(Saved entries)
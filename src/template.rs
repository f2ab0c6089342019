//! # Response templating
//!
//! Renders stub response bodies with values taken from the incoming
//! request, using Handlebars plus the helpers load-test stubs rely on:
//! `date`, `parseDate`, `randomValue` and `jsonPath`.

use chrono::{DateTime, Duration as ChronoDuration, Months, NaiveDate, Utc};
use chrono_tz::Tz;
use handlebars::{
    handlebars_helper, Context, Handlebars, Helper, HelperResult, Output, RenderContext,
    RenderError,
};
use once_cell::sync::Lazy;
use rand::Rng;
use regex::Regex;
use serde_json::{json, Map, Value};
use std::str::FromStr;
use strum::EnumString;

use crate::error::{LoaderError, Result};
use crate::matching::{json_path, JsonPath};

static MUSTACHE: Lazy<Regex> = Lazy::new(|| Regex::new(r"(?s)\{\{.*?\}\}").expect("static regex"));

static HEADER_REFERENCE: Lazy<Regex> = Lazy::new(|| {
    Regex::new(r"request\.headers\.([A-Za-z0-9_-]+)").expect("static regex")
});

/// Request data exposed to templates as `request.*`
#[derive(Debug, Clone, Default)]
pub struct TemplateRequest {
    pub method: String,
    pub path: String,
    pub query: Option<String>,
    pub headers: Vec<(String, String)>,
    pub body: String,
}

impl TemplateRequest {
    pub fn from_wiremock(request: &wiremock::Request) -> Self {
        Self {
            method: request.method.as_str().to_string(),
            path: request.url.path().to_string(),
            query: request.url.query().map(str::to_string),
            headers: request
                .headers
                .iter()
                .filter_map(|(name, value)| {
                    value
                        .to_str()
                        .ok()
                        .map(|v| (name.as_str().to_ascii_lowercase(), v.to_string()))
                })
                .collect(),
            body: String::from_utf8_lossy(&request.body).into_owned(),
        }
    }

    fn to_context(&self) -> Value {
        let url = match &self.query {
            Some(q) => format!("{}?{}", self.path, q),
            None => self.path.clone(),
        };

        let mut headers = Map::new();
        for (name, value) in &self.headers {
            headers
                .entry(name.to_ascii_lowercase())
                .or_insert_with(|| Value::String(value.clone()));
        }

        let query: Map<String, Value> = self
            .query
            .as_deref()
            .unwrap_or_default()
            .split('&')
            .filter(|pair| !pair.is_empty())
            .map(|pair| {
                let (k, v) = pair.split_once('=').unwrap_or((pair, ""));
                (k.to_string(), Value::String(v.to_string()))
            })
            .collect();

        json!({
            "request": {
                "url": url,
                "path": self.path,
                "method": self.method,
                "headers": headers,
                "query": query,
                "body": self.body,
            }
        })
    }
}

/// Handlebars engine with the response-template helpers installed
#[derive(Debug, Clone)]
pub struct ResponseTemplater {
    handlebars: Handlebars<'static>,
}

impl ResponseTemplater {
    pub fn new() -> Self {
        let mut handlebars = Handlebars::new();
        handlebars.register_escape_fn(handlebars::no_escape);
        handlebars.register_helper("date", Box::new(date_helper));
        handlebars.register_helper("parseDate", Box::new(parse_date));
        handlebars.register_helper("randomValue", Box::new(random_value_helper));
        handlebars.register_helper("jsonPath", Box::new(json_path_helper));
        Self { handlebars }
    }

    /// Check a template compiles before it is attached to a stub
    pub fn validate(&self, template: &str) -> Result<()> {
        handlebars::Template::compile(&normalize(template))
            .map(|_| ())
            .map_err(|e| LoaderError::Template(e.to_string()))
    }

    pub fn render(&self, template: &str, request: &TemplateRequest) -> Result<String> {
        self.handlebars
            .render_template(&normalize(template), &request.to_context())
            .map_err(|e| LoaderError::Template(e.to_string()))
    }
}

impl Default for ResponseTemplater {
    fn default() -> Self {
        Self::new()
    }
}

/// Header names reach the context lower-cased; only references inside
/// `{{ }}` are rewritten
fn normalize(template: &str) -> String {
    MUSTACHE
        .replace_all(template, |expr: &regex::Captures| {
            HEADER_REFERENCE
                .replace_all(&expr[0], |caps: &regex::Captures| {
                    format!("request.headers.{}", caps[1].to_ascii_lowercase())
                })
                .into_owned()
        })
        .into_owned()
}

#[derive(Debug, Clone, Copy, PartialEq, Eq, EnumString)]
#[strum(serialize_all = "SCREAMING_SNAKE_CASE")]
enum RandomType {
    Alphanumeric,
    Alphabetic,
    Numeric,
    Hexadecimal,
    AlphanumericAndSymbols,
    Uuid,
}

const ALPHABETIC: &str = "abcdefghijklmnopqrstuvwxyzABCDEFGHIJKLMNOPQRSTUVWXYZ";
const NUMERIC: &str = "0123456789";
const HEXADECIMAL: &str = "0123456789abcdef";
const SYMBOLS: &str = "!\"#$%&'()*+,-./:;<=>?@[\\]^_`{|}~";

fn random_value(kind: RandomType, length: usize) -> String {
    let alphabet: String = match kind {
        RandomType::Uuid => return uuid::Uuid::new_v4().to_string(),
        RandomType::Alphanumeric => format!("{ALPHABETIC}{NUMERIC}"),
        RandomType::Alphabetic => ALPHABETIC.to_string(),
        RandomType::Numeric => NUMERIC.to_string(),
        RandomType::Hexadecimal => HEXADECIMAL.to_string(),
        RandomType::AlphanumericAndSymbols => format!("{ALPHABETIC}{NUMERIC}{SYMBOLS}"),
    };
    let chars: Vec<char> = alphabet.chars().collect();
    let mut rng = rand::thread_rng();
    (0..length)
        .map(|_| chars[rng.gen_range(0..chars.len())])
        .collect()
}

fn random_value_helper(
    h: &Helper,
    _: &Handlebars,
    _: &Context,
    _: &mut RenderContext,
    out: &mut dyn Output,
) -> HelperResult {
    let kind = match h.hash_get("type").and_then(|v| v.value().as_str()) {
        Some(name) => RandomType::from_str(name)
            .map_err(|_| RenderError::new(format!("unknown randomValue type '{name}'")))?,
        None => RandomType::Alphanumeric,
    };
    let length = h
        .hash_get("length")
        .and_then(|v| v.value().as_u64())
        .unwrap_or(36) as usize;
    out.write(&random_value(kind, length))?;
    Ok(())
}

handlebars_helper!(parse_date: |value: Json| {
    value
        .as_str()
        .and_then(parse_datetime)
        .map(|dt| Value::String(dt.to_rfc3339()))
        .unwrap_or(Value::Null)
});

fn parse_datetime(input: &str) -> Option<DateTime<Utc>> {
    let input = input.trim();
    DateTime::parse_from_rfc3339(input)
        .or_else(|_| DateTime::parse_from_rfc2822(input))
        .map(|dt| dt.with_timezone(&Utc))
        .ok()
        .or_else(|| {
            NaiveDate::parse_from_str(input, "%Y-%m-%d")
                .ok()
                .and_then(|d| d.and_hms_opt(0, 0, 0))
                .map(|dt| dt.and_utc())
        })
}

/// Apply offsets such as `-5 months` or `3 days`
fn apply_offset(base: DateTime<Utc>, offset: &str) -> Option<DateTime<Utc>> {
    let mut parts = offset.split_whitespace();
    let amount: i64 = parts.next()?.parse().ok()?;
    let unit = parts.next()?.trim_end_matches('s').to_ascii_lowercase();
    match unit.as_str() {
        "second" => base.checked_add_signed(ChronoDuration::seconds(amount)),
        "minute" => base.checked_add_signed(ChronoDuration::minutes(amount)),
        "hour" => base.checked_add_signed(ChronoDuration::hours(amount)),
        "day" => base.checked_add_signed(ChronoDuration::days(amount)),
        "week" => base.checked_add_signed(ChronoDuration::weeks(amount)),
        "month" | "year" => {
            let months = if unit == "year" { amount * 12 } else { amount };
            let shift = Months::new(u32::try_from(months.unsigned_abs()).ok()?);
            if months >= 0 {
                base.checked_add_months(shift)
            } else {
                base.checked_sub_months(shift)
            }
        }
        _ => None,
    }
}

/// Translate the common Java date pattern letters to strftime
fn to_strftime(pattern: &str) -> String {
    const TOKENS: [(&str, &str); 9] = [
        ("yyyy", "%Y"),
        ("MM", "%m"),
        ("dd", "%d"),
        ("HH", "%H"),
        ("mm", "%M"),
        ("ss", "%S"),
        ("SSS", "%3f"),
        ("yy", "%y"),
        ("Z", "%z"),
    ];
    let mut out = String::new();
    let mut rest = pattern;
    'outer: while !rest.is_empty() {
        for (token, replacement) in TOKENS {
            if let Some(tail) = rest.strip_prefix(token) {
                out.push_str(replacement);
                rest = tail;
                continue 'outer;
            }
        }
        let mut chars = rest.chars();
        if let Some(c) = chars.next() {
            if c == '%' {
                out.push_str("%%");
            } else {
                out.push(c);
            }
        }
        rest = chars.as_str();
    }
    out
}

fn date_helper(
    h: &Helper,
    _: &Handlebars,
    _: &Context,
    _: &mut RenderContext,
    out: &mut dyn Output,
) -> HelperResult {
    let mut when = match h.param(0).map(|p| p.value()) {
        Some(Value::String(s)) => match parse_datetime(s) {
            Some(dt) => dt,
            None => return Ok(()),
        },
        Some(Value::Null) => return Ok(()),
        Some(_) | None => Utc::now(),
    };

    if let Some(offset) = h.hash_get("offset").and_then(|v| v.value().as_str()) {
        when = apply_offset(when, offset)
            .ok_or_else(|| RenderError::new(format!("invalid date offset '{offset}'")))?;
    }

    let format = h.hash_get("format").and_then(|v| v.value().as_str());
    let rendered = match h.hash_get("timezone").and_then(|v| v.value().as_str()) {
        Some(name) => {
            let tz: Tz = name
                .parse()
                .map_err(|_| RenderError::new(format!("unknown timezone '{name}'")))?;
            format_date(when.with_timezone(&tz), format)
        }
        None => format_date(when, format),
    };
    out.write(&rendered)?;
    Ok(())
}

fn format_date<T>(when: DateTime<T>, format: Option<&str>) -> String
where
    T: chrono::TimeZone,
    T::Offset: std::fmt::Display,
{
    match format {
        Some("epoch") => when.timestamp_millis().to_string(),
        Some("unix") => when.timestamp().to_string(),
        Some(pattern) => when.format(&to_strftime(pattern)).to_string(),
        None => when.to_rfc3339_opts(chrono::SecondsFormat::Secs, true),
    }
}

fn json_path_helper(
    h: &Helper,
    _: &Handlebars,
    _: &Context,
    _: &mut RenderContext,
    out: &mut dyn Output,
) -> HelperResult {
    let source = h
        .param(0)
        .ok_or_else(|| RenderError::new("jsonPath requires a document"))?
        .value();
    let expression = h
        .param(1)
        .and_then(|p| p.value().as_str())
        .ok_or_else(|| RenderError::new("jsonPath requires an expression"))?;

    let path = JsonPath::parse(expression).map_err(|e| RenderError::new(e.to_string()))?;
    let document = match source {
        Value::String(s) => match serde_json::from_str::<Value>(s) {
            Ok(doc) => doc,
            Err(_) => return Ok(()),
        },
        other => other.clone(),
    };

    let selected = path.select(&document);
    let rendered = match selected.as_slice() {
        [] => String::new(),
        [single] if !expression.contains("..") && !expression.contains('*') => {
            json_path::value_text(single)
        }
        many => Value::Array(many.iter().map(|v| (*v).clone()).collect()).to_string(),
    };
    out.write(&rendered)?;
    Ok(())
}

---

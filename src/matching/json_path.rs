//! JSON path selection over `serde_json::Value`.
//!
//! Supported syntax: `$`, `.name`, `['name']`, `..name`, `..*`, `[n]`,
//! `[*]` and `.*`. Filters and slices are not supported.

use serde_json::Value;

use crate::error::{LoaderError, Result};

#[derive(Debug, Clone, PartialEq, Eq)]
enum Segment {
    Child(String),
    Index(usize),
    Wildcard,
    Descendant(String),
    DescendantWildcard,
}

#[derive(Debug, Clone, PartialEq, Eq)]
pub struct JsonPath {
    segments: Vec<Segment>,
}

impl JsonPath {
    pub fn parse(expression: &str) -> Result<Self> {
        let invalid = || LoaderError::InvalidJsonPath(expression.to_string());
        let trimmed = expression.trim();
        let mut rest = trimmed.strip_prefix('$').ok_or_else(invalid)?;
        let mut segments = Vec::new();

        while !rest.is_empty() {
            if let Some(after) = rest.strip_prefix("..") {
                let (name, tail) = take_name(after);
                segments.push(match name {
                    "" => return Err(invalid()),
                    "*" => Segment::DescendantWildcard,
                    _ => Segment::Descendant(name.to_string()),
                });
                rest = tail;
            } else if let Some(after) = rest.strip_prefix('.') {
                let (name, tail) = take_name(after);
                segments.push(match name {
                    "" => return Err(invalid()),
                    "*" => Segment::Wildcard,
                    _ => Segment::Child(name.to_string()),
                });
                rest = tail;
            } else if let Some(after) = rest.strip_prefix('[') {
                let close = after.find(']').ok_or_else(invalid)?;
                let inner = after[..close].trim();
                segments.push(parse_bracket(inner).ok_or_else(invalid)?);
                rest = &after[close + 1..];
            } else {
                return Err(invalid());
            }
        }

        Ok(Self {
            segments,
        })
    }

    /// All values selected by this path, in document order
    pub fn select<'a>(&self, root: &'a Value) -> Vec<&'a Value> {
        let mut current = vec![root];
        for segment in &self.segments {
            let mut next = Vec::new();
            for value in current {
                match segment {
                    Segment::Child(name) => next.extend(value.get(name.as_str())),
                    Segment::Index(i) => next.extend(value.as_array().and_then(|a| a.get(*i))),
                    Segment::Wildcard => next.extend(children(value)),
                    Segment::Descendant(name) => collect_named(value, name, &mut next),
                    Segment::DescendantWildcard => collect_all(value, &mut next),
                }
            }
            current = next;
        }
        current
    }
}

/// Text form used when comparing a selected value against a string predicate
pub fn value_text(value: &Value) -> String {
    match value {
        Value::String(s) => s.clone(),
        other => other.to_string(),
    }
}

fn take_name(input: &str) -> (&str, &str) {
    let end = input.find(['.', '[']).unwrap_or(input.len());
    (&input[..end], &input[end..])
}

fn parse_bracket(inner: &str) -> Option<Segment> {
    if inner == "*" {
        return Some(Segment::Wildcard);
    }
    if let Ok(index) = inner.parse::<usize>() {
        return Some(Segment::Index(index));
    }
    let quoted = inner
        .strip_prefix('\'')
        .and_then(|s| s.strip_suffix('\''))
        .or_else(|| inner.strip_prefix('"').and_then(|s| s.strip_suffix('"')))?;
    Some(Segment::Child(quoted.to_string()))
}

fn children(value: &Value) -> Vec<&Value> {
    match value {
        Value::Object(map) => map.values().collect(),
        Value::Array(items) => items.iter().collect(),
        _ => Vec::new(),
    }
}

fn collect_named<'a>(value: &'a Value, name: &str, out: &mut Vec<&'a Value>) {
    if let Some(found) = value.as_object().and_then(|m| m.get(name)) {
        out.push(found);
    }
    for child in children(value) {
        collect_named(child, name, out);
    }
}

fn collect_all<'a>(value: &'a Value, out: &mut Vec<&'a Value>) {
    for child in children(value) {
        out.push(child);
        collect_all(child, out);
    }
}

**ACTION ITEM:** Using the data above, print exactly the lines from the line that contains "filename src/template.rs" through the line that contains "use strum::EnumString;", with both included.

**TASK RESPONSE:**
filename src/template.rs
repository f2ab0c6089342019
//! # Response templating
//!
//! Renders stub response bodies with values taken from the incoming
//! request, using Handlebars plus the helpers load-test stubs rely on:
//! `date`, `parseDate`, `randomValue` and `jsonPath`.

use chrono::{DateTime, Duration as ChronoDuration, Months, NaiveDate, Utc};
use chrono_tz::Tz;
use handlebars::{
    handlebars_helper, Context, Handlebars, Helper, HelperResult, Output, RenderContext,
    RenderError,
};
use once_cell::sync::Lazy;
use rand::Rng;
use regex::Regex;
use serde_json::{json, Map, Value};
use std::str::FromStr;
use strum::EnumString;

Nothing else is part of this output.